→ Action item: Repeat the lines of the data that follow, please, starting at the first and stopping after the one with "pub struct LsReport".

Stored data
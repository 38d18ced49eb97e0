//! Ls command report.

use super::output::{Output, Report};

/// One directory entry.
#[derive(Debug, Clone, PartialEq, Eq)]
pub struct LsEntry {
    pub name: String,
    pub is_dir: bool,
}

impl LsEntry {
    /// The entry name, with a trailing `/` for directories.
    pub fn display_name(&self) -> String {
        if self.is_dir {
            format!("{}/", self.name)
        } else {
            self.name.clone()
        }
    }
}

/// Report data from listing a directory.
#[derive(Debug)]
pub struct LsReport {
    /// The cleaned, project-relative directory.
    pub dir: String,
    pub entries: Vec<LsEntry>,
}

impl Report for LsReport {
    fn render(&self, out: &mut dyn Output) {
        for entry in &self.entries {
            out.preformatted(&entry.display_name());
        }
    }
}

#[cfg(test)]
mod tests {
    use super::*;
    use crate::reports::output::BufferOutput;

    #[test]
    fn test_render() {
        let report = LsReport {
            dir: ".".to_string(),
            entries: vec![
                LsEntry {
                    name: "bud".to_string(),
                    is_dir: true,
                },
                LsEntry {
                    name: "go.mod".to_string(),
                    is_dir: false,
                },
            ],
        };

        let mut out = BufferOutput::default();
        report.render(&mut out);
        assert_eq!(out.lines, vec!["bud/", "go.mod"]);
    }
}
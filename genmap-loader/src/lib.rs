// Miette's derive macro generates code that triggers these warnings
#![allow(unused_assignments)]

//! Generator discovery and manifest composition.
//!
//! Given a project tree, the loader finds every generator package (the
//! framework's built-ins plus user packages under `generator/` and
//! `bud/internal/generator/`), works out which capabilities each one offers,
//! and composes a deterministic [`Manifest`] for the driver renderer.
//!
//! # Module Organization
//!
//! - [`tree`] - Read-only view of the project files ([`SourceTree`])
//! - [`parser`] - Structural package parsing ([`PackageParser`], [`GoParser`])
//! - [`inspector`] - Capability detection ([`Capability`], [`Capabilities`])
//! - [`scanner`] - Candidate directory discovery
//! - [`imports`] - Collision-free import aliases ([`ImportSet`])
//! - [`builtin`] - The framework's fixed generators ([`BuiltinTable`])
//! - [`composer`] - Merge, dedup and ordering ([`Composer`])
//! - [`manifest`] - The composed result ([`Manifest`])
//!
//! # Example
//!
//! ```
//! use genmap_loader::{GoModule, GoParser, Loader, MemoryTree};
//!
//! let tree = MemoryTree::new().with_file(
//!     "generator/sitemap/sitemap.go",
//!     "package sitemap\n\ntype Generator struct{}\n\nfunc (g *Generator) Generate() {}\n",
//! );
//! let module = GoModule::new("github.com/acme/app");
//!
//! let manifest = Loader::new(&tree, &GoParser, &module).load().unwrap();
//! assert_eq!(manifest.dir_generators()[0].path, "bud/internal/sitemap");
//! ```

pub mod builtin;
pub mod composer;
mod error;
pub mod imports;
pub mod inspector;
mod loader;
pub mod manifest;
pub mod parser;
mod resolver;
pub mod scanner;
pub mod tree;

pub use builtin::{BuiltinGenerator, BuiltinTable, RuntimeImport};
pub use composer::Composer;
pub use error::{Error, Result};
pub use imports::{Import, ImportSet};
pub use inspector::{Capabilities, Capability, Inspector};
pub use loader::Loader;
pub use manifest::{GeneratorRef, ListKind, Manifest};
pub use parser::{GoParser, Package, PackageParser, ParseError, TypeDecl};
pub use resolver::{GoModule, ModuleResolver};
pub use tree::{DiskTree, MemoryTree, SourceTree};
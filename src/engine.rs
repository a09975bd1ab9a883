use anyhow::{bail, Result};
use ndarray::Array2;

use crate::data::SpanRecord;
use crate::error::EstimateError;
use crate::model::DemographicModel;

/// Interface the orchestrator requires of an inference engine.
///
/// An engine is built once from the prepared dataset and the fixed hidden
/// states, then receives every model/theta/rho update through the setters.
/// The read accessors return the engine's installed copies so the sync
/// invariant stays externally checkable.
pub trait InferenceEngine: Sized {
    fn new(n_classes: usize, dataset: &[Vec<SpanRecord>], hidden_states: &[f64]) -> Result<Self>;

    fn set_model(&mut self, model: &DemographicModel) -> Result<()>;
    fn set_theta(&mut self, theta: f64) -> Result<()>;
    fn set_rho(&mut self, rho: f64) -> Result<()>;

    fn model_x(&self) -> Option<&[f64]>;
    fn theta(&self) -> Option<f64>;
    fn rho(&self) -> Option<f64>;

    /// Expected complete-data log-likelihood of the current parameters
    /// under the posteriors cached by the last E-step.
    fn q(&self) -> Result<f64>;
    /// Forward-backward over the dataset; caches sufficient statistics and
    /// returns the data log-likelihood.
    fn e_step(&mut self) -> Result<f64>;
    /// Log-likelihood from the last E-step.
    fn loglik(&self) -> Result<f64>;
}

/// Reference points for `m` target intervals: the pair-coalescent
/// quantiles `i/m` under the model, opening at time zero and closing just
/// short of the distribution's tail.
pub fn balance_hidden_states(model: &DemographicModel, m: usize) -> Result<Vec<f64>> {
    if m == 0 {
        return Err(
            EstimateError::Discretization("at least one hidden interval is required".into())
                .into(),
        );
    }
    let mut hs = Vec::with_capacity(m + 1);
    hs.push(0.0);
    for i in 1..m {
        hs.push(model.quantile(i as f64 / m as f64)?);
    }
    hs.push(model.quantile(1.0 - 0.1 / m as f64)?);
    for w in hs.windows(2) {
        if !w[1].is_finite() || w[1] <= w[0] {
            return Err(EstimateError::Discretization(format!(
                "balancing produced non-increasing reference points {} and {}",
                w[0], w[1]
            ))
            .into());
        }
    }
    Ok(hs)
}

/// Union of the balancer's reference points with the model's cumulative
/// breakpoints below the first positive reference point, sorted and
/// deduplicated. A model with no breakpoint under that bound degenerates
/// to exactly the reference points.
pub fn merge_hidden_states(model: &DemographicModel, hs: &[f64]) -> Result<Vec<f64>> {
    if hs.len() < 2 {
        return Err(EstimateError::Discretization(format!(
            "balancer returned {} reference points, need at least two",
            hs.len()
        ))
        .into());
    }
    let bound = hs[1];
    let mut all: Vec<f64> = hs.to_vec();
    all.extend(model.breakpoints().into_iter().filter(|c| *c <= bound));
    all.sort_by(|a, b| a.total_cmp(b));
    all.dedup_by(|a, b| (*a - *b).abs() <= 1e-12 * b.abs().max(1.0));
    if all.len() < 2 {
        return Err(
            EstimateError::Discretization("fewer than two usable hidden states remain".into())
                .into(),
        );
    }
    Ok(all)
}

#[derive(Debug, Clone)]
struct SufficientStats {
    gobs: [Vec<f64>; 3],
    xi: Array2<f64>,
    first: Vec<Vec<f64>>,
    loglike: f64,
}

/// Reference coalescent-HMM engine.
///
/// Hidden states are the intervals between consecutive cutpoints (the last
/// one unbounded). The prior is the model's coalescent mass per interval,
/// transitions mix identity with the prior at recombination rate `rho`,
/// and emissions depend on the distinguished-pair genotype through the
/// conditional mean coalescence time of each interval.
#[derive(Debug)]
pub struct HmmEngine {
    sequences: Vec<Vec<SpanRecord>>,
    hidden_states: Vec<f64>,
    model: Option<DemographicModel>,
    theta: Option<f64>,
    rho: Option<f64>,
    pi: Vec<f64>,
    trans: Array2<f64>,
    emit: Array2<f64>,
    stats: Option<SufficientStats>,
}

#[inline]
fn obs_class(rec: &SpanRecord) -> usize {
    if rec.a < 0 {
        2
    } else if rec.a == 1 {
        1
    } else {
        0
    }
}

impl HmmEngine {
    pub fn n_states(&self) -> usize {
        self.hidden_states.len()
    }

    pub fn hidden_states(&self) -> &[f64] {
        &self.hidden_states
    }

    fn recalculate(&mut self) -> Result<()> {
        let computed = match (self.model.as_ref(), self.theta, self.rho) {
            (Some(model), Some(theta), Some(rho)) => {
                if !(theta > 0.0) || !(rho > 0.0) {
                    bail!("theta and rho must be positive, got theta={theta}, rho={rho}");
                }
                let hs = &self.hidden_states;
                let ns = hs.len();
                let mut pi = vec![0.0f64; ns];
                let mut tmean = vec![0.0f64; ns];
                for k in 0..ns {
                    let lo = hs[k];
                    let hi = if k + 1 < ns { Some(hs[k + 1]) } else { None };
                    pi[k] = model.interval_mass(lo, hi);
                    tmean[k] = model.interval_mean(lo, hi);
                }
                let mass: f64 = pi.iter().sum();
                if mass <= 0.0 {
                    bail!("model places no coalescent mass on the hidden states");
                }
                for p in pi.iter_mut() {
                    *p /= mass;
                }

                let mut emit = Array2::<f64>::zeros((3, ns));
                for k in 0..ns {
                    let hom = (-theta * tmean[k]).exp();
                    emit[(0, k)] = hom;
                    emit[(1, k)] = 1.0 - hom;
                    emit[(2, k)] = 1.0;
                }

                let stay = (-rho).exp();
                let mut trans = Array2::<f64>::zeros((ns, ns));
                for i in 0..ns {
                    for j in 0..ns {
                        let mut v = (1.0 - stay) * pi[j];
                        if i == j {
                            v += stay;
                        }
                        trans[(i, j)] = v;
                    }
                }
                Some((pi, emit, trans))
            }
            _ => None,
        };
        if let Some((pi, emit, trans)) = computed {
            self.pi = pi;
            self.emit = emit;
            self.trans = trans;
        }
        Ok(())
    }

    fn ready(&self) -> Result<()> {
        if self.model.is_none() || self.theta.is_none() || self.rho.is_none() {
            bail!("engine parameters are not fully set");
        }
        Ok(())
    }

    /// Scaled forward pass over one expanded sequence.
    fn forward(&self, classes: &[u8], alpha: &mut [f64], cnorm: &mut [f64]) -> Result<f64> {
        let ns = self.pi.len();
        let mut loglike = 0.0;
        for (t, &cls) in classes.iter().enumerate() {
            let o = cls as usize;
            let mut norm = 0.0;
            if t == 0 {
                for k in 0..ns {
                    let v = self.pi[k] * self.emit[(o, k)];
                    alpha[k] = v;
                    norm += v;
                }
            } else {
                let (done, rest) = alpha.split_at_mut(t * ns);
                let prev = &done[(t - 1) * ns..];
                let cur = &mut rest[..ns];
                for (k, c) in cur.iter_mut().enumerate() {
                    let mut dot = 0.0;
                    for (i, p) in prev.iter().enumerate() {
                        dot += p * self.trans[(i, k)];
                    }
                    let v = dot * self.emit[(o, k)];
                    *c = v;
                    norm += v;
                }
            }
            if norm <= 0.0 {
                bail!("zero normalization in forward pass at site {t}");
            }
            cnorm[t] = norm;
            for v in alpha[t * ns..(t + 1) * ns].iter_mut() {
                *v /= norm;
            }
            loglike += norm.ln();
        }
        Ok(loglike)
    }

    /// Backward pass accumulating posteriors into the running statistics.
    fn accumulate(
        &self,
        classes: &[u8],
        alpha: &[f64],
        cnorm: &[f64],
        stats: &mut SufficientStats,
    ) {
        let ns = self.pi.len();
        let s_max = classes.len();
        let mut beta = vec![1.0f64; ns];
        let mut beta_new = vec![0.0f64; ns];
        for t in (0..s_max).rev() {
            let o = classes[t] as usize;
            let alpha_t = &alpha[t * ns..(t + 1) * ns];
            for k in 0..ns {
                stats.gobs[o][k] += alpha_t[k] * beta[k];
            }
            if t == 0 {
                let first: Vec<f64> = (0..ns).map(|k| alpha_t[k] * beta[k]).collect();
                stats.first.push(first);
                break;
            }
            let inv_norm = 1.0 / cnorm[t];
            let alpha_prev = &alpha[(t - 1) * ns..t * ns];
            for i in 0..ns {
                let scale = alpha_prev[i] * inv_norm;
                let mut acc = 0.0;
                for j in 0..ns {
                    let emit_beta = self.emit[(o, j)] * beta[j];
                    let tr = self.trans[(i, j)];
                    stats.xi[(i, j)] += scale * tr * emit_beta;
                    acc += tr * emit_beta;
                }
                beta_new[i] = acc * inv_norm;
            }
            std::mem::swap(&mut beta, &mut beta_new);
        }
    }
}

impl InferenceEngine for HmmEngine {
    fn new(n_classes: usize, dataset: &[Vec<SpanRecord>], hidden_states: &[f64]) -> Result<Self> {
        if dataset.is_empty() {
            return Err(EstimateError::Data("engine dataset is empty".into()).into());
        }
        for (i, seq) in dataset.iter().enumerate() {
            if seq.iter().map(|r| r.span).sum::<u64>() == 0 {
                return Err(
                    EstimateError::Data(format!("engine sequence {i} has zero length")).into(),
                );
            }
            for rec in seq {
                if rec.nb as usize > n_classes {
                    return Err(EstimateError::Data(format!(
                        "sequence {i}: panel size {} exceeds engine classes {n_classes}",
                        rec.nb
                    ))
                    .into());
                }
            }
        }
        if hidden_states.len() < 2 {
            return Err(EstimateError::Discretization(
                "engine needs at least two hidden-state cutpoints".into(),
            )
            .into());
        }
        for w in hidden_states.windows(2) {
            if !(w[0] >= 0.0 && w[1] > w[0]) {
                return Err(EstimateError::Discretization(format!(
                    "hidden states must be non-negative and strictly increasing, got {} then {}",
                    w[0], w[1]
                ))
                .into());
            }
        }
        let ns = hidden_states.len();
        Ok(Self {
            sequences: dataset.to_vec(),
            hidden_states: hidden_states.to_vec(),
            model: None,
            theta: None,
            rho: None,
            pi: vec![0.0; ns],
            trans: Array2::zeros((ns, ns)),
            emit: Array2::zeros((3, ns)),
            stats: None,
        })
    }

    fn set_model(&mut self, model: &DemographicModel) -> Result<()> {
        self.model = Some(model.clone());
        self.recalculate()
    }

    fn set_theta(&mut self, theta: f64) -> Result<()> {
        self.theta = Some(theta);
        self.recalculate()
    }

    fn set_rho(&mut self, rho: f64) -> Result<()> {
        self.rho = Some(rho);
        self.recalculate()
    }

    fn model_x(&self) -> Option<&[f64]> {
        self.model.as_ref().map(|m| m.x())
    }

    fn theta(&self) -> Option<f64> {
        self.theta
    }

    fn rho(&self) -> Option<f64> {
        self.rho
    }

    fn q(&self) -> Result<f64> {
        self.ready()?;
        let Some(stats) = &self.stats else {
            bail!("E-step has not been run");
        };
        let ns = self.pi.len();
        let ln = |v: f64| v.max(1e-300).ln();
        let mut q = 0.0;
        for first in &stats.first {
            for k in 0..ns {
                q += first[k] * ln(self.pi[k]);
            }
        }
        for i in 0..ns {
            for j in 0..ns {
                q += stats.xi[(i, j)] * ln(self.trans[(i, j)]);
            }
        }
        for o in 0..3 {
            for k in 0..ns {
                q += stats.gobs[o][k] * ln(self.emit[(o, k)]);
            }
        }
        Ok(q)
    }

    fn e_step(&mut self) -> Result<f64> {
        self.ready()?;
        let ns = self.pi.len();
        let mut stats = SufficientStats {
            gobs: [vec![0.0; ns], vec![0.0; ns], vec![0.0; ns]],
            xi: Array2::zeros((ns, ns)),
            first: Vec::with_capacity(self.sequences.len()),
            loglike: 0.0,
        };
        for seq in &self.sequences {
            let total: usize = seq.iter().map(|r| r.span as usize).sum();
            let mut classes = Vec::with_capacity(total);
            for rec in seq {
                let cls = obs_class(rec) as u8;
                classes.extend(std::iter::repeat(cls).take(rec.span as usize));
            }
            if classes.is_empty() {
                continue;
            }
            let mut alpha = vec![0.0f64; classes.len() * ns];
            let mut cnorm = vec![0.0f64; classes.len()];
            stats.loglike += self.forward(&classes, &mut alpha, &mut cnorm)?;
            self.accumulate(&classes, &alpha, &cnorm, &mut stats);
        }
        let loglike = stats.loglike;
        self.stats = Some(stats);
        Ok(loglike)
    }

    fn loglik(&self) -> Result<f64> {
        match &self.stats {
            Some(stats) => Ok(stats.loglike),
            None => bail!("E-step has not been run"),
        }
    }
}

→ Answer to the problem:
repository 38d18ced49eb97e0
//! Ls command report.

use super::output::{Output, Report};

/// One directory entry.
#[derive(Debug, Clone, PartialEq, Eq)]
pub struct LsEntry {
    pub name: String,
    pub is_dir: bool,
}

impl LsEntry {
    /// The entry name, with a trailing `/` for directories.
    pub fn display_name(&self) -> String {
        if self.is_dir {
            format!("{}/", self.name)
        } else {
            self.name.clone()
        }
    }
}

/// Report data from listing a directory.
#[derive(Debug)]
pub struct LsReport {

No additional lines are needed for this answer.